Le président russe, Vladimir Poutine, reçoit les lettres de créance des ambassadeurs au Kremlin, le 9 novembre 2016. | SERGEI KARPUKHIN / AFP

Passé l’euphorie de l’élimination du camp démocrate, considéré en Russie comme une force hostile, le doute a commencé à s’immiscer. « Trump est un macho, Poutine aussi », a commenté, sur la radio Echo de Moscou, Sergueï Markov, un politologue proche du Kremlin, ex-député du parti au pouvoir Russie unie, ajoutant : « Trump est imprévisible, sans expérience… Il sera obligé de prouver qu’il est macho et de se mesurer avec Poutine. » « Le plus grand obstacle au rétablissement des relations entre les Etats-Unis et la Russie, estime de son côté l’analyste politique Lilia Chevtsova, c’est la volonté de Trump de briser les règles du jeu. Quand c’est le fait des dirigeants des deux pays, il faut s’attendre à des problèmes… »

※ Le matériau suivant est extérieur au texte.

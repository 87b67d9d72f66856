pub mod animation;
pub mod config;
pub mod controller;
pub mod error;
pub mod events;
pub mod metrics;
pub mod timer;

pub use animation::{AnimationDriver, AnimationResult};
pub use config::{AppConfig, MarqueeConfig};
pub use controller::{ControllerState, MarqueeBuilder, MarqueeController};
pub use error::{Error, Result};
pub use events::MarqueeEvent;
pub use metrics::{DistanceCalculator, Metrics, MetricsProvider};
pub use timer::TimerScheduler;
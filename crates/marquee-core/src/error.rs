use thiserror::Error;

#[derive(Error, Debug)]
pub enum Error {
    #[error("Measurement error: {0}")]
    Measurement(String),

    #[error("Invalid configuration: {0}")]
    InvalidConfiguration(String),

    #[error("Configuration error: {0}")]
    Config(String),

    #[error("IO error: {0}")]
    Io(#[from] std::io::Error),

    #[error("{0}")]
    Other(String),
}

pub type Result<T> = std::result::Result<T, Error>;
//! Offset animation driver
//!
//! Owns the horizontal offset of the marquee content and moves it linearly
//! between two values over a fixed duration. The offset is published on a
//! `watch` channel so the rendering layer always sees the latest value.

use std::time::Duration;

use tokio::sync::watch;
use tokio::time::{Instant, MissedTickBehavior};
use tracing::debug;

/// Outcome of one [`AnimationDriver::animate`] call
#[derive(Debug, Clone, Copy, PartialEq, Eq)]
pub struct AnimationResult {
    /// `true` when the target was reached, `false` when preempted
    pub finished: bool,
}

/// Progress (0.0 to 1.0) of an animation that began at `start`
#[inline]
pub fn progress(start: Instant, duration: Duration) -> f64 {
    if duration.is_zero() {
        return 1.0;
    }
    let ratio = start.elapsed().as_secs_f64() / duration.as_secs_f64();
    ratio.clamp(0.0, 1.0)
}

/// Linear interpolation between two values
#[inline]
pub fn lerp(from: f64, to: f64, t: f64) -> f64 {
    from + (to - from) * t
}

#[derive(Debug)]
pub struct AnimationDriver {
    offset: watch::Sender<f64>,
    /// Id of the current run; bumping it interrupts whatever is in flight
    run: watch::Sender<u64>,
    frame: Duration,
}

impl AnimationDriver {
    /// Create a driver that updates the offset every `frame`
    pub fn new(frame: Duration) -> Self {
        let frame = if frame.is_zero() {
            Duration::from_millis(16)
        } else {
            frame
        };
        Self {
            offset: watch::channel(0.0).0,
            run: watch::channel(0).0,
            frame,
        }
    }

    /// Latest offset value
    #[inline]
    pub fn offset(&self) -> f64 {
        *self.offset.borrow()
    }

    /// Receiver that observes every offset update
    pub fn subscribe(&self) -> watch::Receiver<f64> {
        self.offset.subscribe()
    }

    /// Jump to `value`, interrupting any running animation
    pub fn set_value(&self, value: f64) {
        self.interrupt();
        self.offset.send_replace(value);
    }

    /// Jump back to 0, interrupting any running animation
    pub fn stop(&self) {
        self.set_value(0.0);
    }

    fn interrupt(&self) {
        self.run.send_modify(|id| *id = id.wrapping_add(1));
    }

    /// Move the offset linearly from `from` to `to` over `duration`.
    ///
    /// Starting an animation interrupts the previous one. Resolves with
    /// `finished: false` as soon as a later `animate`, `set_value` or `stop`
    /// takes over.
    pub async fn animate(&self, from: f64, to: f64, duration: Duration) -> AnimationResult {
        let mut run = self.run.subscribe();
        self.interrupt();
        let run_id = *run.borrow_and_update();
        self.offset.send_replace(from);

        debug!(run_id, from, to, duration_ms = duration.as_millis() as u64, "Animation started");

        let start = Instant::now();
        let mut ticker = tokio::time::interval(self.frame);
        ticker.set_missed_tick_behavior(MissedTickBehavior::Skip);
        // First tick fires immediately
        ticker.tick().await;

        loop {
            let t = progress(start, duration);
            self.offset.send_replace(lerp(from, to, t));
            if t >= 1.0 {
                debug!(run_id, "Animation finished");
                return AnimationResult { finished: true };
            }

            // Never sleep past the end of the animation
            let remaining = duration.saturating_sub(start.elapsed());
            tokio::select! {
                biased;
                changed = run.changed() => {
                    if changed.is_err() || *run.borrow() != run_id {
                        debug!(run_id, "Animation interrupted");
                        return AnimationResult { finished: false };
                    }
                }
                _ = ticker.tick() => {}
                _ = tokio::time::sleep(remaining) => {}
            }
        }
    }
}

#[cfg(test)]
mod tests {
    use super::*;
    use std::sync::Arc;

    #[test]
    fn test_lerp() {
        assert!((lerp(0.0, -150.0, 0.0) - 0.0).abs() < 0.001);
        assert!((lerp(0.0, -150.0, 0.5) + 75.0).abs() < 0.001);
        assert!((lerp(0.0, -150.0, 1.0) + 150.0).abs() < 0.001);
    }

    #[tokio::test(start_paused = true)]
    async fn test_progress_zero_duration() {
        assert!((progress(Instant::now(), Duration::ZERO) - 1.0).abs() < 0.001);
    }

    #[tokio::test(start_paused = true)]
    async fn test_animate_reaches_target() {
        let driver = AnimationDriver::new(Duration::from_millis(16));
        let start = Instant::now();

        let result = driver.animate(0.0, -150.0, Duration::from_millis(1500)).await;

        assert!(result.finished);
        assert_eq!(start.elapsed(), Duration::from_millis(1500));
        assert!((driver.offset() + 150.0).abs() < 1e-9);
    }

    #[tokio::test(start_paused = true)]
    async fn test_offset_moves_monotonically() {
        let driver = Arc::new(AnimationDriver::new(Duration::from_millis(16)));
        let mut rx = driver.subscribe();

        let task = {
            let driver = driver.clone();
            tokio::spawn(async move { driver.animate(0.0, -100.0, Duration::from_millis(500)).await })
        };

        let mut seen = vec![];
        while rx.changed().await.is_ok() {
            let value = *rx.borrow_and_update();
            seen.push(value);
            if value <= -100.0 {
                break;
            }
        }

        assert!(task.await.unwrap().finished);
        assert!(seen.len() > 10);
        assert!(seen.windows(2).all(|w| w[1] <= w[0]));
        assert!(seen.iter().all(|v| (-100.0..=0.0).contains(v)));
    }

    #[tokio::test(start_paused = true)]
    async fn test_stop_interrupts() {
        let driver = Arc::new(AnimationDriver::new(Duration::from_millis(16)));
        let task = {
            let driver = driver.clone();
            tokio::spawn(async move { driver.animate(0.0, -200.0, Duration::from_secs(2)).await })
        };

        tokio::time::sleep(Duration::from_millis(500)).await;
        assert!(driver.offset() < 0.0);

        driver.stop();
        assert_eq!(driver.offset(), 0.0);

        let result = task.await.unwrap();
        assert!(!result.finished);
        assert_eq!(driver.offset(), 0.0);
    }

    #[tokio::test(start_paused = true)]
    async fn test_new_animation_preempts_old() {
        let driver = Arc::new(AnimationDriver::new(Duration::from_millis(16)));
        let first = {
            let driver = driver.clone();
            tokio::spawn(async move { driver.animate(0.0, -200.0, Duration::from_secs(2)).await })
        };
        tokio::time::sleep(Duration::from_millis(100)).await;

        let second = driver.animate(0.0, -50.0, Duration::from_millis(200)).await;

        assert!(!first.await.unwrap().finished);
        assert!(second.finished);
        assert!((driver.offset() + 50.0).abs() < 1e-9);
    }
}
//! searchcache-vector
//!
//! Flat inner-product index over unit vectors (`index`), the durable
//! row-id → entry table (`mapping`), and `CacheIndex`, which keeps the two in
//! lock-step on disk and in memory.

use std::path::{Path, PathBuf};

use thiserror::Error;

pub mod cache_index;
pub mod index;
pub mod mapping;
pub mod normalize;

pub use cache_index::CacheIndex;
pub use index::FlatIndex;
pub use mapping::IndexMapping;
pub use normalize::normalize;

#[derive(Debug, Error)]
pub enum IndexError {
    #[error("vector has dimension {actual}, index expects {expected}")]
    DimensionMismatch { expected: usize, actual: usize },

    #[error("I/O error on {path}: {source}")]
    Io {
        path: PathBuf,
        source: std::io::Error,
    },

    #[error("corrupt index file {path}: {reason}")]
    Corrupt { path: PathBuf, reason: String },

    #[error("row {row_id} already has a mapping record")]
    RowTaken { row_id: u64 },

    #[error("mapping file {path}: {source}")]
    Mapping {
        path: PathBuf,
        source: serde_json::Error,
    },
}

/// `map_err` adapter attaching `path` to an I/O failure.
pub(crate) fn io_error(path: &Path) -> impl FnOnce(std::io::Error) -> IndexError {
    let path = path.to_path_buf();
    move |source| IndexError::Io { path, source }
}
//! Gemini `embedContent` provider.

use std::time::Duration;

use anyhow::{anyhow, Context, Result};
use reqwest::blocking::Client;
use serde::Deserialize;
use serde_json::json;

use searchcache_core::{CacheSettings, EmbedPurpose, Embedder};

pub struct GeminiEmbedder {
    client: Client,
    base_url: String,
    model: String,
    api_key: String,
    dim: usize,
    id: String,
}

impl GeminiEmbedder {
    pub fn from_settings(settings: &CacheSettings) -> Result<Self> {
        let api_key = settings.api_key().ok_or_else(|| {
            anyhow!("no Gemini API key: set cache.gemini_api_key or GEMINI_API_KEY")
        })?;
        let client = Client::builder()
            .timeout(Duration::from_secs(settings.embedding_timeout_secs))
            .build()
            .context("Failed to build HTTP client")?;
        Ok(Self::with_client(
            client,
            &settings.embedding_base_url,
            &settings.embedding_model,
            api_key,
            settings.embedding_dim,
        ))
    }

    pub fn with_client(
        client: Client,
        base_url: &str,
        model: &str,
        api_key: impl Into<String>,
        dim: usize,
    ) -> Self {
        let model = if model.starts_with("models/") {
            model.to_string()
        } else {
            format!("models/{model}")
        };
        let id = format!("gemini:{model}:d{dim}");
        Self {
            client,
            base_url: base_url.trim_end_matches('/').to_string(),
            model,
            api_key: api_key.into(),
            dim,
            id,
        }
    }

    pub fn embed_url(&self) -> String {
        format!("{}/v1beta/{}:embedContent", self.base_url, self.model)
    }

    pub fn build_request(&self, text: &str, purpose: EmbedPurpose) -> serde_json::Value {
        json!({
            "model": self.model,
            "content": { "parts": [{ "text": text }] },
            "taskType": purpose.task_type(),
        })
    }
}

#[derive(Debug, Deserialize)]
struct EmbedContentResponse {
    embedding: Option<ContentEmbedding>,
}

#[derive(Debug, Deserialize)]
struct ContentEmbedding {
    #[serde(default)]
    values: Vec<f32>,
}

/// Extract the vector from an `embedContent` response body. A response
/// without values yields an empty vector, which the gateway reports as
/// "no vector".
pub fn parse_response(json: serde_json::Value) -> Result<Vec<f32>> {
    let response: EmbedContentResponse =
        serde_json::from_value(json).context("Failed to parse embedding response")?;
    Ok(response.embedding.map(|e| e.values).unwrap_or_default())
}

impl Embedder for GeminiEmbedder {
    fn model_id(&self) -> &str {
        &self.id
    }

    fn dim(&self) -> usize {
        self.dim
    }

    fn embed(&self, text: &str, purpose: EmbedPurpose) -> Result<Vec<f32>> {
        let body = self.build_request(text, purpose);
        let response = self
            .client
            .post(self.embed_url())
            .query(&[("key", self.api_key.as_str())])
            .json(&body)
            .send()
            .context("embedding request failed")?;
        let status = response.status();
        if !status.is_success() {
            let detail: String = response.text().unwrap_or_default().chars().take(200).collect();
            return Err(anyhow!("embedding API returned {status}: {detail}"));
        }
        let json: serde_json::Value = response.json().context("embedding response is not JSON")?;
        parse_response(json)
    }
}
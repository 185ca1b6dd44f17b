//! Domain types shared by the cache components.

use chrono::{DateTime, Utc};
use serde::{Deserialize, Serialize};
use std::collections::BTreeMap;
use std::path::PathBuf;

/// Present on a payload when the live search failed; the value is the reason.
pub const ERROR_KEY: &str = "error";
/// Set on every payload handed back by the resolver.
pub const STATUS_KEY: &str = "_cache_status";
/// Bookkeeping written into entry files only.
pub const ORIGINAL_QUERY_KEY: &str = "_cached_original_query";
/// Bookkeeping written into entry files only.
pub const TIMESTAMP_KEY: &str = "_cache_timestamp";

pub const RESERVED_KEYS: [&str; 4] = [ERROR_KEY, STATUS_KEY, ORIGINAL_QUERY_KEY, TIMESTAMP_KEY];

/// Named text sections produced by a live search (one per scraped source)
/// plus the reserved keys above.
#[derive(Debug, Clone, Default, PartialEq, Eq, Serialize, Deserialize)]
#[serde(transparent)]
pub struct Payload(BTreeMap<String, String>);

impl Payload {
    pub fn new() -> Self {
        Self::default()
    }

    /// A failure payload carrying only an `error` reason.
    pub fn from_error(reason: impl Into<String>) -> Self {
        let mut payload = Self::new();
        payload.insert(ERROR_KEY, reason);
        payload
    }

    pub fn insert(&mut self, key: impl Into<String>, value: impl Into<String>) -> Option<String> {
        self.0.insert(key.into(), value.into())
    }

    pub fn get(&self, key: &str) -> Option<&str> {
        self.0.get(key).map(String::as_str)
    }

    pub fn error(&self) -> Option<&str> {
        self.get(ERROR_KEY)
    }

    pub fn is_failure(&self) -> bool {
        self.0.contains_key(ERROR_KEY)
    }

    pub fn status(&self) -> Option<&str> {
        self.get(STATUS_KEY)
    }

    pub fn set_status(&mut self, status: impl Into<String>) {
        self.insert(STATUS_KEY, status);
    }

    /// Free-form sections, i.e. everything but the reserved keys.
    pub fn sections(&self) -> impl Iterator<Item = (&str, &str)> {
        self.0
            .iter()
            .filter(|(k, _)| !RESERVED_KEYS.contains(&k.as_str()))
            .map(|(k, v)| (k.as_str(), v.as_str()))
    }

    pub fn has_sections(&self) -> bool {
        self.sections().next().is_some()
    }

    /// Copy without the transient `_cache_status` and the entry-file bookkeeping.
    pub fn without_bookkeeping(&self) -> Self {
        self.0
            .iter()
            .filter(|(k, _)| ![STATUS_KEY, ORIGINAL_QUERY_KEY, TIMESTAMP_KEY].contains(&k.as_str()))
            .map(|(k, v)| (k.clone(), v.clone()))
            .collect()
    }

    pub fn iter(&self) -> impl Iterator<Item = (&str, &str)> {
        self.0.iter().map(|(k, v)| (k.as_str(), v.as_str()))
    }

    pub fn len(&self) -> usize {
        self.0.len()
    }

    pub fn is_empty(&self) -> bool {
        self.0.is_empty()
    }

    pub fn into_inner(self) -> BTreeMap<String, String> {
        self.0
    }
}

impl From<BTreeMap<String, String>> for Payload {
    fn from(map: BTreeMap<String, String>) -> Self {
        Self(map)
    }
}

impl<K: Into<String>, V: Into<String>> FromIterator<(K, V)> for Payload {
    fn from_iter<I: IntoIterator<Item = (K, V)>>(iter: I) -> Self {
        Self(iter.into_iter().map(|(k, v)| (k.into(), v.into())).collect())
    }
}

/// One cached live-search result as held by the entry store.
///
/// - `query_hash`: digest of `original_query`, also the file stem
/// - `payload`: the result with bookkeeping keys stripped
/// - `storage_path`: the entry file
#[derive(Debug, Clone, PartialEq)]
pub struct CacheEntry {
    pub original_query: String,
    pub query_hash: String,
    pub payload: Payload,
    pub cached_at: DateTime<Utc>,
    pub storage_path: PathBuf,
}

/// Maps a vector-index row back to the query and entry file it came from.
///
/// `storage_path` is `None` once the row has been retired because its entry
/// file disappeared; the row keeps its slot so record and vector counts agree.
#[derive(Debug, Clone, PartialEq, Eq)]
pub struct IndexRecord {
    pub row_id: u64,
    pub original_query: String,
    pub storage_path: Option<PathBuf>,
}

impl IndexRecord {
    pub fn is_retired(&self) -> bool {
        self.storage_path.is_none()
    }
}

/// Result of a top-1 search: the row and its inner product with the query vector.
#[derive(Debug, Clone, Copy, PartialEq)]
pub struct SearchHit {
    pub row_id: u64,
    pub score: f32,
}
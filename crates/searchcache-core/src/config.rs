//! Lightweight configuration loader and path helpers.
//!
//! Uses Figment to merge `config.toml` + `config.<env>.toml` + `APP_*` env vars.
//! Nested keys come from double underscores, so `APP_CACHE__DIR` sets
//! `cache.dir`. Provides helpers to expand `~` and `${VAR}` and to resolve
//! relative paths against a known base directory.

use figment::{
    providers::{Env, Format, Toml},
    Figment,
};
use serde::{Deserialize, Serialize};
use std::env;
use std::path::{Path, PathBuf};

use crate::error::Error;

pub struct Config {
    figment: Figment,
}

impl Config {
    pub fn load() -> anyhow::Result<Self> {
        let env_name = env::var("RUST_ENV").unwrap_or_else(|_| "dev".to_string());

        let mut figment = Figment::new().merge(Toml::file("config.toml"));
        match env_name.as_str() {
            "dev" | "development" => figment = figment.merge(Toml::file("config.dev.toml")),
            "prod" | "production" => figment = figment.merge(Toml::file("config.prod.toml")),
            "test" | "testing" => figment = figment.merge(Toml::file("config.test.toml")),
            _ => {}
        }
        figment = figment.merge(Env::prefixed("APP_").split("__"));

        let config = Self { figment };
        config.validate_for_env(&env_name)?;
        Ok(config)
    }

    /// Wrap an already assembled figment (tests, embedding applications).
    pub fn from_figment(figment: Figment) -> Self {
        Self { figment }
    }

    pub fn get<T>(&self, key: &str) -> anyhow::Result<T>
    where
        T: serde::de::DeserializeOwned,
    {
        self.figment
            .extract_inner(key)
            .map_err(|e| anyhow::anyhow!("Failed to get '{}': {}", key, e))
    }

    /// The `[cache]` section, falling back to defaults when it is absent.
    pub fn cache_settings(&self) -> anyhow::Result<CacheSettings> {
        let settings = if self.figment.find_value("cache").is_ok() {
            self.get::<CacheSettings>("cache")?
        } else {
            CacheSettings::default()
        };
        settings.validate()?;
        Ok(settings)
    }

    fn validate_for_env(&self, env_name: &str) -> anyhow::Result<()> {
        match env_name {
            "prod" | "production" => {
                // Production never runs on the fake embedder.
                let fake = env::var("APP_USE_FAKE_EMBEDDINGS")
                    .map(|v| v == "1" || v.eq_ignore_ascii_case("true"))
                    .unwrap_or(false);
                if fake {
                    anyhow::bail!("APP_USE_FAKE_EMBEDDINGS must not be set in production");
                }
            }
            "dev" | "development" | "test" | "testing" => {}
            _ => {}
        }
        Ok(())
    }
}

/// Settings for the semantic cache. Every field has a default so a missing
/// config file still yields a usable cache.
#[derive(Debug, Clone, Serialize, Deserialize, PartialEq)]
pub struct CacheSettings {
    #[serde(default = "default_dir")]
    pub dir: String,
    #[serde(default = "default_index_file")]
    pub index_file: String,
    #[serde(default = "default_mapping_file")]
    pub mapping_file: String,
    #[serde(default = "default_similarity_threshold")]
    pub similarity_threshold: f32,
    #[serde(default = "default_embedding_dim")]
    pub embedding_dim: usize,
    #[serde(default = "default_embedding_model")]
    pub embedding_model: String,
    #[serde(default = "default_embedding_base_url")]
    pub embedding_base_url: String,
    #[serde(default = "default_embedding_timeout_secs")]
    pub embedding_timeout_secs: u64,
    #[serde(default)]
    pub gemini_api_key: Option<String>,
    #[serde(default)]
    pub live_search_command: Option<Vec<String>>,
}

fn default_dir() -> String {
    "search_cache".to_string()
}

fn default_index_file() -> String {
    "semantic_index.idx".to_string()
}

fn default_mapping_file() -> String {
    "semantic_mapping.json".to_string()
}

fn default_similarity_threshold() -> f32 {
    0.96
}

fn default_embedding_dim() -> usize {
    768
}

fn default_embedding_model() -> String {
    "models/embedding-001".to_string()
}

fn default_embedding_base_url() -> String {
    "https://generativelanguage.googleapis.com".to_string()
}

fn default_embedding_timeout_secs() -> u64 {
    30
}

impl Default for CacheSettings {
    fn default() -> Self {
        Self {
            dir: default_dir(),
            index_file: default_index_file(),
            mapping_file: default_mapping_file(),
            similarity_threshold: default_similarity_threshold(),
            embedding_dim: default_embedding_dim(),
            embedding_model: default_embedding_model(),
            embedding_base_url: default_embedding_base_url(),
            embedding_timeout_secs: default_embedding_timeout_secs(),
            gemini_api_key: None,
            live_search_command: None,
        }
    }
}

impl CacheSettings {
    /// Settings rooted at `dir`, everything else default.
    pub fn with_dir(dir: impl AsRef<Path>) -> Self {
        Self {
            dir: dir.as_ref().to_string_lossy().into_owned(),
            ..Self::default()
        }
    }

    pub fn validate(&self) -> Result<(), Error> {
        let threshold = self.similarity_threshold;
        if !threshold.is_finite() || !(-1.0..=1.0).contains(&threshold) {
            return Err(Error::InvalidConfig(format!(
                "similarity_threshold must be within [-1, 1], got {}",
                threshold
            )));
        }
        if self.embedding_dim == 0 {
            return Err(Error::InvalidConfig("embedding_dim must be positive".to_string()));
        }
        if self.dir.trim().is_empty() {
            return Err(Error::InvalidConfig("cache dir must not be empty".to_string()));
        }
        let files = [("index_file", &self.index_file), ("mapping_file", &self.mapping_file)];
        for (name, file) in files {
            if file.trim().is_empty() {
                return Err(Error::InvalidConfig(format!("{name} must not be empty")));
            }
        }
        if self.index_file == self.mapping_file {
            return Err(Error::InvalidConfig("index_file and mapping_file must differ".to_string()));
        }
        if let Some(cmd) = &self.live_search_command {
            if cmd.first().map_or(true, |p| p.trim().is_empty()) {
                return Err(Error::InvalidConfig("live_search_command needs a program".to_string()));
            }
        }
        Ok(())
    }

    pub fn cache_dir(&self) -> PathBuf {
        let base = env::current_dir().unwrap_or_else(|_| PathBuf::from("."));
        resolve_with_base(&base, &self.dir)
    }

    pub fn index_path(&self) -> PathBuf {
        self.cache_dir().join(&self.index_file)
    }

    pub fn mapping_path(&self) -> PathBuf {
        self.cache_dir().join(&self.mapping_file)
    }

    /// API key from the settings, or `GEMINI_API_KEY` from the environment.
    pub fn api_key(&self) -> Option<String> {
        self.gemini_api_key
            .clone()
            .filter(|k| !k.trim().is_empty())
            .or_else(|| env::var("GEMINI_API_KEY").ok().filter(|k| !k.trim().is_empty()))
    }
}

/// Expand a user-provided path string:
/// - Expands leading '~' to the user's home directory
/// - Expands ${VAR} and $VAR environment variables
/// - Returns a PathBuf without attempting to canonicalize
pub fn expand_path<S: AsRef<str>>(input: S) -> PathBuf {
    let s = input.as_ref();
    // Expand env vars first
    let expanded_env = shellexpand::env(s).unwrap_or(std::borrow::Cow::Borrowed(s));
    // Expand ~ at start
    let expanded = shellexpand::tilde(&expanded_env);
    PathBuf::from(expanded.as_ref())
}

/// Resolve a possibly relative path against a given base directory after expansion.
/// If `p` is absolute, it's returned as-is; otherwise `base.join(p)` is returned.
pub fn resolve_with_base<S: AsRef<str>>(base: &Path, p: S) -> PathBuf {
    let p = expand_path(p);
    if p.is_absolute() { p } else { base.join(p) }
}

Sitôt après avoir envoyé un télégramme de félicitations au nouveau président américain, Vladimir Poutine l’avait lui-même reconnu, mercredi 9 novembre : la restauration des relations russo-américaines « sera un chemin long et difficile », comme il l’a répété à deux reprises, tout en faisant savoir qu’il ne s’entretiendrait pas avec son homologue avant sa nomination officielle, le 20 janvier 2017.

Le premier accroc est survenu dès le lendemain. Alors que, durant la campagne électorale aux Etats-Unis, le candidat républicain – accusé publiquement par sa rivale démocrate, Hillary Clinton, d’être la « marionnette » du président russe – n’a cessé de nier tout contact avec Moscou, Serge Ryabkov, vice-ministre des affaires étrangères russe, a affirmé le contraire. « Il y a eu des contacts, a-t-il déclaré, cité par l’agence Interfax. Ce travail a eu lieu au cours de la campagne et se poursuivra. » « Evidemment, ajoutait-il, nous connaissons la plupart des gens dans [l’] entourage » de Donald Trump. Bourde ? Volonté délibérée de mettre les pieds dans le plat ? M. Ryabkov n’a fourni aucun autre détail, mais ses propos ont suscité un démenti très sec de la porte-parole de M. Trump, Hope Hicks : « Aucun contact avec les officiels russes » avant le scrutin de mardi.

Nervosité

Autre déclaration contrariante pour l’équipe républicaine : dans son intervention sur Echo de Moscou, M. Markov, déclaré persona non grata en Estonie, après s’être vanté d’avoir soutenu la cyberattaque contre le gouvernement de Tallinn en 2007, a réfuté les accusations portées par les autorités américaines contre des hackeurs russes dans l’intrusion des courriers électroniques du QG démocrate, tout en ajoutant : « Ils ont peut-être aidé WikiLeaks. »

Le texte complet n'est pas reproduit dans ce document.